Have you had the talk?
Your retired clients may be thinking about what happens to their wealth after they’re gone. Have you had an honest discussion about their estate? Family accountants and financial advisors are often the ones who know the most about a family’s dynamics. You’ve probably just about heard it all! Advisors should also work with estate-planning attorneys to ensure their clients have a solid plan in place and that their finances are secure. Today, we’re sharing some helpful information regarding trusts.
10 Common Trusts
Considering the myriad of trusts available, creating an estate plan that works can seem daunting. It doesn’t have to be. Here’s a look at the basics of 10 common trusts to provide a general understanding. There will not be a quiz at the end.
- Bypass Trusts. Commonly referred to as Credit Shelter Trust, Family Trust, or B Trust, Bypass Trusts do just that: bypass the surviving spouse’s estate to take advantage of tax exclusions and provide asset protection.
- Charitable Lead Trusts. CLTs are split interest trusts which provide a stream of income to a charity of your choice for a period of years or a lifetime. Whatever’s left goes to you or your loved ones.
- Charitable Remainder Trusts. CRTs are split interest trusts which provide a stream of income to you for a period of years or a lifetime and the remainder goes to the charity of your choice.
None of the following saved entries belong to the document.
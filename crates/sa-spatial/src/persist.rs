//! Versioned on-disk network cache.
//!
//! # File layout (bincode)
//!
//! ```text
//! CacheHeader { schema_version: u32, tag_kind: String }
//! NetworkParts<T> { node_pos, edge_ends, edge_length_m, edge_tag,
//!                   node_tag_start, node_tags, road_types }
//! ```
//!
//! Adjacency and the spatial index are rebuilt on load; only the owned core
//! is stored.  Bump [`CACHE_SCHEMA_VERSION`] on any change to either struct.
//!
//! # Validity
//!
//! A cache is used only if its mtime is `>=` the source file's, its schema
//! version and tag kind match, and the decoded parts pass
//! [`NetworkParts::validate`].  Every other outcome is a [`CacheMiss`] and
//! leads to a rebuild that overwrites the file.

use std::fs::{self, File};
use std::io::{BufReader, BufWriter, Write};
use std::path::{Path, PathBuf};
use std::time::Instant;

use serde::{Deserialize, Serialize};
use thiserror::Error;
use tracing::{debug, info, warn};

use sa_core::{GeoPoint, NodeId};

use crate::geojson::read_road_lines;
use crate::network::{NetworkParts, RoadNetwork};
use crate::tags::{EdgeTag, RoadTypeRegistry};
use crate::{SpatialError, SpatialResult};

/// Current on-disk layout version.
pub const CACHE_SCHEMA_VERSION: u32 = 1;

/// Why a cache file was not used.
#[derive(Debug, Error, PartialEq)]
pub enum CacheMiss {
    #[error("no cache file")]
    Absent,

    #[error("cache is older than its source")]
    Stale,

    #[error("cache schema {found} does not match {expected}")]
    SchemaMismatch { found: u32, expected: u32 },

    #[error("cache holds a `{found}` network, expected `{expected}`")]
    KindMismatch { found: String, expected: &'static str },

    #[error("cache is unreadable: {0}")]
    Corrupt(String),
}

#[derive(Serialize, Deserialize)]
struct CacheHeader {
    schema_version: u32,
    tag_kind:       String,
}

/// Borrowed mirror of [`NetworkParts`]; field order and types must encode
/// identically.
#[derive(Serialize)]
struct PartsRef<'a, T> {
    node_pos:       &'a [GeoPoint],
    edge_ends:      &'a [[NodeId; 2]],
    edge_length_m:  &'a [f64],
    edge_tag:       &'a [T],
    node_tag_start: &'a [u32],
    node_tags:      &'a [T],
    road_types:     &'a RoadTypeRegistry,
}

/// Conventional cache location next to `source`, distinct per tag kind
/// (`Roadway.geojson` → `Roadway.plain.netcache`).
pub fn default_cache_path<T: EdgeTag>(source: &Path) -> PathBuf {
    source.with_extension(format!("{}.netcache", T::KIND))
}

fn modified(path: &Path) -> Option<std::time::SystemTime> {
    fs::metadata(path).and_then(|m| m.modified()).ok()
}

/// `true` when `cache` exists and is at least as new as `source`.
pub fn cache_is_fresh(cache: &Path, source: &Path) -> bool {
    match (modified(cache), modified(source)) {
        (Some(c), Some(s)) => c >= s,
        _ => false,
    }
}

/// Load a cached network built from `source`.
pub fn load_cache<T: EdgeTag>(cache: &Path, source: &Path) -> Result<RoadNetwork<T>, CacheMiss> {
    if !cache.exists() {
        return Err(CacheMiss::Absent);
    }
    if !cache_is_fresh(cache, source) {
        return Err(CacheMiss::Stale);
    }

    let file = File::open(cache).map_err(|e| CacheMiss::Corrupt(e.to_string()))?;
    let mut reader = BufReader::new(file);

    let header: CacheHeader =
        bincode::deserialize_from(&mut reader).map_err(|e| CacheMiss::Corrupt(e.to_string()))?;
    if header.schema_version != CACHE_SCHEMA_VERSION {
        return Err(CacheMiss::SchemaMismatch { found: header.schema_version, expected: CACHE_SCHEMA_VERSION });
    }
    if header.tag_kind != T::KIND {
        return Err(CacheMiss::KindMismatch { found: header.tag_kind, expected: T::KIND });
    }

    let parts: NetworkParts<T> =
        bincode::deserialize_from(&mut reader).map_err(|e| CacheMiss::Corrupt(e.to_string()))?;
    RoadNetwork::from_parts(parts).map_err(|e| CacheMiss::Corrupt(e.to_string()))
}

/// Write `network` to `cache`.  The file is written beside its final name
/// and renamed into place, so readers never see a partial blob; on failure
/// the partial file is removed.
pub fn save_cache<T: EdgeTag>(network: &RoadNetwork<T>, cache: &Path) -> SpatialResult<()> {
    let mut tmp_name = cache.file_name().unwrap_or_default().to_os_string();
    tmp_name.push(".tmp");
    let tmp = cache.with_file_name(tmp_name);

    let written = write_blob(network, &tmp).and_then(|()| fs::rename(&tmp, cache).map_err(SpatialError::from));
    if written.is_err() && tmp.exists() {
        if let Err(e) = fs::remove_file(&tmp) {
            warn!(path = %tmp.display(), error = %e, "failed to remove partial cache file");
        }
    }
    written
}

fn write_blob<T: EdgeTag>(network: &RoadNetwork<T>, path: &Path) -> SpatialResult<()> {
    let mut writer = BufWriter::new(File::create(path)?);
    let header = CacheHeader { schema_version: CACHE_SCHEMA_VERSION, tag_kind: T::KIND.to_owned() };
    bincode::serialize_into(&mut writer, &header)?;
    bincode::serialize_into(
        &mut writer,
        &PartsRef {
            node_pos:       &network.node_pos,
            edge_ends:      &network.edge_ends,
            edge_length_m:  &network.edge_length_m,
            edge_tag:       &network.edge_tag,
            node_tag_start: &network.node_tag_start,
            node_tags:      &network.node_tags,
            road_types:     &network.road_types,
        },
    )?;
    writer.flush()?;
    Ok(())
}

/// Load the network from `cache` when valid, otherwise parse `source`,
/// build, and (best effort) rewrite the cache.
///
/// # Errors
///
/// [`SpatialError::SourceMissing`] if `source` does not exist (even when a
/// cache file does); parse errors from the GeoJSON.  Cache problems are
/// never errors.
pub fn load_or_build<T: EdgeTag>(source: &Path, cache: Option<&Path>) -> SpatialResult<RoadNetwork<T>> {
    if !source.exists() {
        return Err(SpatialError::SourceMissing(source.to_path_buf()));
    }
    let t0 = Instant::now();

    if let Some(cache) = cache {
        match load_cache::<T>(cache, source) {
            Ok(network) => {
                info!(
                    cache = %cache.display(),
                    kind = T::KIND,
                    nodes = network.node_count(),
                    edges = network.edge_count(),
                    elapsed_ms = t0.elapsed().as_millis() as u64,
                    "loaded road network from cache"
                );
                return Ok(network);
            }
            Err(miss @ CacheMiss::Corrupt(_)) => {
                warn!(cache = %cache.display(), reason = %miss, "discarding road network cache");
            }
            Err(miss) => {
                debug!(cache = %cache.display(), reason = %miss, "road network cache miss");
            }
        }
    }

    let lines = read_road_lines(source)?;
    let network = RoadNetwork::<T>::from_road_lines(&lines)?;
    if network.is_empty() {
        warn!(source = %source.display(), "road network is empty; network distances are unavailable");
    }

    if let Some(cache) = cache {
        if let Err(e) = save_cache(&network, cache) {
            warn!(cache = %cache.display(), error = %e, "failed to write road network cache");
        }
    }

    info!(
        source = %source.display(),
        kind = T::KIND,
        lines = lines.len(),
        nodes = network.node_count(),
        edges = network.edge_count(),
        elapsed_ms = t0.elapsed().as_millis() as u64,
        "built road network"
    );
    Ok(network)
}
- Special Needs Trusts. SNTs allow you to benefit someone with special needs without disqualifying them for governmental benefits. Federal laws allow special needs beneficiaries to obtain benefits from a carefully crafted trust without defeating eligibility for government benefits.
- Generation-Skipping Trusts. GST Trusts allow you to distribute your assets to your grandchildren, or even to later generations, without paying the generation-skipping tax.
- Grantor Retained Annuity Trusts. GRATs are irrevocable trusts which are used to make large financial gifts to family members while limiting estate and gift taxes.
- Irrevocable Life Insurance Trusts. ILITs are designed to exclude life insurance proceeds from the deceased’s estate for tax purposes. However, proceeds are still available to provide liquidity to pay taxes, equalize inheritances, fund buy-sell agreements, or provide an inheritance.
- Marital Trusts. Marital Trusts are designed to provide asset protection and financial benefits to a surviving spouse. Trust assets are included in his or her estate for tax purposes.
- Qualified Terminable Interest Property Trusts. QTIPs initially provide income to a surviving spouse and, upon his or her death, the remaining assets are distributed to other named beneficiaries. These are commonly used in second marriage situations and to maximize estate and generation-skipping tax exemptions and tax planning flexibility.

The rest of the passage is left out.